Comme si ça ne suffisait pas, juste avant la fiesta des épousailles, vos zamis procèdent vite vite à un enterrement de vie de jeune fille ou de garçon. But du jeu : vous ridiculiser en public en vous forçant à faire ce qu’ils pensent que vous ne pourriez plus faire une fois casé(e). Comprenez : tout ce qui ne vous aurait jamais traversé l’esprit, indépendamment du casage.

Mais revenons à nos moutons, moutons.

Exemples de bizutages : venir vous réveiller pour vous grimer en fille (si vous êtes un mâle) ou embrasser – littéralement – une tonne d’inconnus (si vous êtes une femelle équipée d’un pèse-personne). Y’a pas à dire, des zamis comme ça, on en redemande. Trop tard pour en avoir honte le jour J.

 

Tous les moyens sont bons pour se marrer (sur commande). Car toute la clique part du principe que ce sera votre dernière chance de vous marrer. D’où « enterrement ».

Autre postulat : l’amitié en prend un coup une fois le grand amour entériné. Vos futurs ex-potes se vengent donc par anticipation en se liguant contre vous. Et ne font qu’accélérer le processus, avec leurs khônneries.

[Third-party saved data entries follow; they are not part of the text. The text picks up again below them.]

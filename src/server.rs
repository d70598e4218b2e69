//! Startup wiring: configuration in, protected axum application out.
//!
//! ```text
//!            ┌───────────────── OAuthLayer ─────────────────┐
//! request ──▶│ /.well-known/oauth-protected-resource (public) │
//!            │ MCP transport (streamable-http | sse)          │──▶ McpRouter ──▶ tools
//!            └───────────────────────────────────────────────┘
//!                          │
//!                          ▼
//!            IntrospectionTokenVerifier ──▶ authorization server
//! ```

use axum::Router;

use crate::config::{Config, ConfigError, TransportMode};
use crate::error::Error;
use crate::oauth::{
    AuthorizationServerUrls, IntrospectionTokenVerifier, OAuthLayer, ProtectedResourceMetadata,
    ScopePolicy, TokenVerifier, VerifierBuildError,
};
use crate::router::McpRouter;
use crate::tools;
use crate::transport::{HttpTransport, SseTransport};

/// Name reported in `initialize`.
pub const SERVER_NAME: &str = "MCP Resource Server";

/// Instructions reported in `initialize`.
pub const SERVER_INSTRUCTIONS: &str =
    "Resource Server that validates tokens via Authorization Server introspection";

/// Why the application could not be assembled.
#[derive(Debug, thiserror::Error)]
pub enum StartupError {
    #[error(transparent)]
    Config(#[from] ConfigError),

    #[error("Invalid authorization server URL: {0}")]
    AuthorizationServer(#[source] url::ParseError),

    #[error("Failed to build token verifier: {0}")]
    Verifier(#[from] VerifierBuildError),

    #[error("Failed to register tools: {0}")]
    Tools(#[from] Error),
}

/// The MCP router with every demo tool registered.
pub fn mcp_router(scope_policy: ScopePolicy) -> Result<McpRouter, Error> {
    Ok(McpRouter::new()
        .server_info(SERVER_NAME, env!("CARGO_PKG_VERSION"))
        .instructions(SERVER_INSTRUCTIONS)
        .scope_policy(scope_policy)
        .tools(tools::all()?))
}

/// Assemble the protected application from configuration.
pub fn build_app(config: &Config) -> Result<Router, StartupError> {
    let mode = config.validate()?;
    let server_url = config.server_url();
    let auth_urls = AuthorizationServerUrls::from_realm_base(&config.auth_base_url())
        .map_err(StartupError::AuthorizationServer)?;

    tracing::debug!(
        introspection_endpoint = %auth_urls.introspection_endpoint,
        client_id = %config.client_id,
        "Configuring token introspection"
    );
    let verifier = IntrospectionTokenVerifier::new(
        auth_urls.introspection_endpoint.clone(),
        server_url.clone(),
        config.client_id.clone(),
        config.client_secret.clone(),
    )?;

    let metadata = ProtectedResourceMetadata::new(server_url)
        .authorization_server(auth_urls.issuer)
        .scope(config.mcp_scope.clone());

    let scope_policy = ScopePolicy::new().default_scope(config.mcp_scope.clone());
    Ok(protected_app(
        mcp_router(scope_policy.clone())?,
        mode,
        verifier,
        metadata,
        scope_policy,
    ))
}

/// Serve `router` over `mode`, next to the metadata document, behind bearer
/// authentication with `verifier`.
pub fn protected_app<V: TokenVerifier>(
    router: McpRouter,
    mode: TransportMode,
    verifier: V,
    metadata: ProtectedResourceMetadata,
    scope_policy: ScopePolicy,
) -> Router {
    let transport = match mode {
        TransportMode::StreamableHttp => HttpTransport::new(router).into_router(),
        TransportMode::Sse => SseTransport::new(router).into_router(),
    };

    let auth = OAuthLayer::new(verifier, metadata.clone()).scope_policy(scope_policy);
    transport.merge(metadata.into_router()).layer(auth)
}

#[cfg(test)]
mod tests {
    use super::*;
    use crate::oauth::{AccessToken, OAuthError};
    use axum::body::Body;
    use axum::http::{Request, StatusCode, header};
    use clap::Parser;
    use tower::ServiceExt;

    #[derive(Clone)]
    struct RejectAll;

    impl TokenVerifier for RejectAll {
        async fn verify_token(&self, _token: &str) -> Result<AccessToken, OAuthError> {
            Err(OAuthError::InvalidToken {
                description: "token verification failed".to_string(),
            })
        }
    }

    fn app(mode: TransportMode) -> Router {
        let metadata = ProtectedResourceMetadata::new("http://localhost:3000")
            .authorization_server("http://localhost:8080/realms/master/")
            .scope("mcp:tools");
        let policy = ScopePolicy::new().default_scope("mcp:tools");
        protected_app(
            mcp_router(policy.clone()).unwrap(),
            mode,
            RejectAll,
            metadata,
            policy,
        )
    }

    #[test]
    fn test_router_lists_demo_tools() {
        let router = mcp_router(ScopePolicy::new()).unwrap();
        let debug = format!("{:?}", router);
        assert!(debug.contains("MCP Resource Server"));
        assert!(debug.contains("tools_count: 2"));
    }

    #[tokio::test]
    async fn test_metadata_is_public() {
        for mode in [TransportMode::StreamableHttp, TransportMode::Sse] {
            let resp = app(mode)
                .oneshot(
                    Request::builder()
                        .uri("/.well-known/oauth-protected-resource")
                        .body(Body::empty())
                        .unwrap(),
                )
                .await
                .unwrap();
            assert_eq!(resp.status(), StatusCode::OK);
        }
    }

    #[tokio::test]
    async fn test_transport_requires_token() {
        let resp = app(TransportMode::Sse)
            .oneshot(Request::builder().uri("/sse").body(Body::empty()).unwrap())
            .await
            .unwrap();
        assert_eq!(resp.status(), StatusCode::UNAUTHORIZED);
        let challenge = resp.headers()[header::WWW_AUTHENTICATE].to_str().unwrap();
        assert!(challenge.contains(
            "resource_metadata=\"http://localhost:3000/.well-known/oauth-protected-resource\""
        ));
    }

    #[tokio::test]
    async fn test_build_app_rejects_bad_transport() {
        let config = Config::try_parse_from([
            "mcp-resource-server",
            "--client-secret",
            "s",
            "--transport",
            "websocket",
        ])
        .unwrap();
        assert!(matches!(
            build_app(&config),
            Err(StartupError::Config(ConfigError::InvalidTransport(_)))
        ));
    }
}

Troisième case enfin (et non des moindres) dans laquelle on vous range : vos gonades. Tout représentant du sexe d’en face étant exclu, le rite tournera autour de « trucs de filles » ou inversement. Moutonnerie absolue, sous couvert de débridé à son zénith.

 

Les sites spécialisés y ont songé, qui proposent désormais une pratique mixte de la rigolade organisée : l’« enterrement de vie de jeune couple » (nom de code : EVJC, à ne pas confondre avec EVJF et EVG).
Consternant manque d’imagination. Pourquoi se limiter au matrimonial : à chaque étape de la vie, l’enterrement correspondant !

La veille de vos dix-huit ans : enterrement de vie de mineur. Dans un ultime sursaut d’immaturité, commettez en une journée les pires méfaits dont vos tuteurs légaux devront encore répondre.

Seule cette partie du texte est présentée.